I have installed PrivacyIDEA on Active Directory to enable 2FA authentication when users access Active Directory remotely. The setup works when testing using domain credentials (Mr.A\domain) on Windows client machines, but I am encountering issues when users authenticate to access Active Directory remotely.

Issue:

  • Users Mr.A\domain and Mr.B\domain have valid tokens assigned in PrivacyIDEA, and it works fine on their local Windows machines.
  • However, when they attempt to remotely access Active Directory (where PrivacyIDEA is installed to enforce 2FA), they receive an error stating:

“The user is not assigned tokens.”

  • The problem persists even though both users are already in the Administrators group in AD.

What I Have Observed:

I tried accessing a Windows client machine remotely with different users. Some users encountered the same error, while others, who were only in the Users group, were able to log in successfully.

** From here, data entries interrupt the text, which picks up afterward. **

use crossbeam_channel::{Receiver, Sender};
use rivulet_base::{AssetResource, CanonicalAssetPath};

//
// Completion events. Every subscriber channel receives every event; a
// consumer like the scene-binding layer subscribes once and reacts as
// terminal outcomes arrive.
//

#[derive(Clone, Debug)]
pub enum StreamEvent {
    /// The asset decoded successfully and is ready to use
    Ready {
        path: CanonicalAssetPath,
        resource: AssetResource,
    },
    /// The pipeline failed terminally; a placeholder stands in
    Failed {
        path: CanonicalAssetPath,
        fallback: AssetResource,
    },
    /// Diagnostic detail for a failure (HTTP status, retry count, decode
    /// message), emitted alongside `Failed` for operator-facing logging
    Error {
        path: CanonicalAssetPath,
        message: String,
    },
}

/// Fan-out over any number of subscriber channels. Disconnected subscribers
/// are dropped on the next emit.
#[derive(Default)]
pub struct EventFanout {
    subscribers: Vec<Sender<StreamEvent>>,
}

impl EventFanout {
    pub fn subscribe(&mut self) -> Receiver<StreamEvent> {
        let (tx, rx) = crossbeam_channel::unbounded();
        self.subscribers.push(tx);
        rx
    }

    pub fn emit(
        &mut self,
        event: StreamEvent,
    ) {
        self.subscribers
            .retain(|subscriber| subscriber.send(event.clone()).is_ok());
    }

    pub fn subscriber_count(&self) -> usize {
        self.subscribers.len()
    }
}

#[cfg(test)]
mod test {
    use super::*;
    use crate::fallback::fallback_resource;
    use rivulet_base::AssetKind;

    #[test]
    fn every_subscriber_sees_every_event() {
        let mut fanout = EventFanout::default();
        let rx_a = fanout.subscribe();
        let rx_b = fanout.subscribe();

        let path = CanonicalAssetPath::normalize("models/slime.glb");
        fanout.emit(StreamEvent::Failed {
            path: path.clone(),
            fallback: fallback_resource(AssetKind::Model),
        });

        assert!(matches!(rx_a.try_recv().unwrap(), StreamEvent::Failed { .. }));
        assert!(matches!(rx_b.try_recv().unwrap(), StreamEvent::Failed { .. }));
    }

    #[test]
    fn dropped_subscribers_are_pruned() {
        let mut fanout = EventFanout::default();
        let rx = fanout.subscribe();
        drop(fanout.subscribe());
        assert_eq!(fanout.subscriber_count(), 2);

        fanout.emit(StreamEvent::Error {
            path: CanonicalAssetPath::normalize("a.png"),
            message: "boom".to_string(),
        });
        assert_eq!(fanout.subscriber_count(), 1);
        assert!(rx.try_recv().is_ok());
    }
}
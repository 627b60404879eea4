use rivulet_base::{
    AssetKind, AssetResource, AudioFormat, AudioResource, MeshData, ModelResource,
    TextureResource,
};
use std::sync::Arc;

//
// Procedural placeholder resources. These stand in when an identifier cannot
// be resolved at all or when the real pipeline fails terminally. They are
// constructed purely in memory so fallback production itself cannot fail:
// every request is guaranteed to end with a usable, non-null resource.
//

/// Bright marker color so placeholder content is unmistakable in-scene.
pub const FALLBACK_COLOR_RGBA: [u8; 4] = [255, 0, 255, 255];

pub fn fallback_resource(kind: AssetKind) -> AssetResource {
    match kind {
        AssetKind::Texture => AssetResource::Texture(Arc::new(fallback_texture())),
        AssetKind::Audio => AssetResource::Audio(Arc::new(fallback_audio())),
        // Unknown kinds get the box; a visible shape beats silence or a
        // flat color when nothing is known about the asset
        AssetKind::Model | AssetKind::Unknown => {
            AssetResource::Model(Arc::new(fallback_model()))
        }
    }
}

/// Unit cube centered at the origin.
pub fn fallback_model() -> ModelResource {
    let positions = vec![
        [-0.5, -0.5, -0.5],
        [0.5, -0.5, -0.5],
        [0.5, 0.5, -0.5],
        [-0.5, 0.5, -0.5],
        [-0.5, -0.5, 0.5],
        [0.5, -0.5, 0.5],
        [0.5, 0.5, 0.5],
        [-0.5, 0.5, 0.5],
    ];
    #[rustfmt::skip]
    let indices = vec![
        0, 2, 1,  0, 3, 2, // back
        4, 5, 6,  4, 6, 7, // front
        0, 4, 7,  0, 7, 3, // left
        1, 6, 5,  1, 2, 6, // right
        3, 7, 6,  3, 6, 2, // top
        0, 1, 5,  0, 5, 4, // bottom
    ];
    ModelResource {
        meshes: vec![MeshData {
            positions,
            normals: Vec::default(),
            tex_coords: Vec::default(),
            indices,
        }],
    }
}

/// Solid 4x4 marker-color texture.
pub fn fallback_texture() -> TextureResource {
    let mut rgba8 = Vec::with_capacity(4 * 4 * 4);
    for _ in 0..16 {
        rgba8.extend_from_slice(&FALLBACK_COLOR_RGBA);
    }
    TextureResource {
        width: 4,
        height: 4,
        rgba8,
    }
}

/// Quarter second of 16-bit mono silence at 44.1kHz. The RIFF header is
/// assembled by hand so construction is infallible.
pub fn fallback_audio() -> AudioResource {
    const SAMPLE_RATE: u32 = 44100;
    const SAMPLE_COUNT: u32 = SAMPLE_RATE / 4;
    const DATA_LEN: u32 = SAMPLE_COUNT * 2;

    let mut bytes = Vec::with_capacity(44 + DATA_LEN as usize);
    bytes.extend_from_slice(b"RIFF");
    bytes.extend_from_slice(&(36 + DATA_LEN).to_le_bytes());
    bytes.extend_from_slice(b"WAVE");
    bytes.extend_from_slice(b"fmt ");
    bytes.extend_from_slice(&16u32.to_le_bytes()); // fmt chunk size
    bytes.extend_from_slice(&1u16.to_le_bytes()); // PCM
    bytes.extend_from_slice(&1u16.to_le_bytes()); // mono
    bytes.extend_from_slice(&SAMPLE_RATE.to_le_bytes());
    bytes.extend_from_slice(&(SAMPLE_RATE * 2).to_le_bytes()); // byte rate
    bytes.extend_from_slice(&2u16.to_le_bytes()); // block align
    bytes.extend_from_slice(&16u16.to_le_bytes()); // bits per sample
    bytes.extend_from_slice(b"data");
    bytes.extend_from_slice(&DATA_LEN.to_le_bytes());
    bytes.resize(44 + DATA_LEN as usize, 0);

    AudioResource {
        format: AudioFormat::Wav,
        sample_rate: Some(SAMPLE_RATE),
        channel_count: Some(1),
        bytes,
    }
}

After adding the affected users to both the Users and Administrators groups on the machine, the issue was resolved. However, I am not sure how to fix the issue when accessing Active Directory itself using remote access.

Question:

What could be causing PrivacyIDEA 2FA authentication to fail for Active Directory users when accessing AD remotely? Why does adding users to both Users and Administrators groups resolve the issue on the client machine, and how can I properly configure this in AD? Are there any additional Group Policy settings, LDAP configurations, or AD permissions that I should check?

Any insights would be greatly appreciated! Thanks.

Please check the audit log for the corresponding /validate/check entry and check the user and realm entries.
privacyIDEA splits the username and the domain and tries to match the domain to a configured realm.
The assignment of a token to a user is based on the user id, the realm and the resolver. If they don’t match, the token can not be found.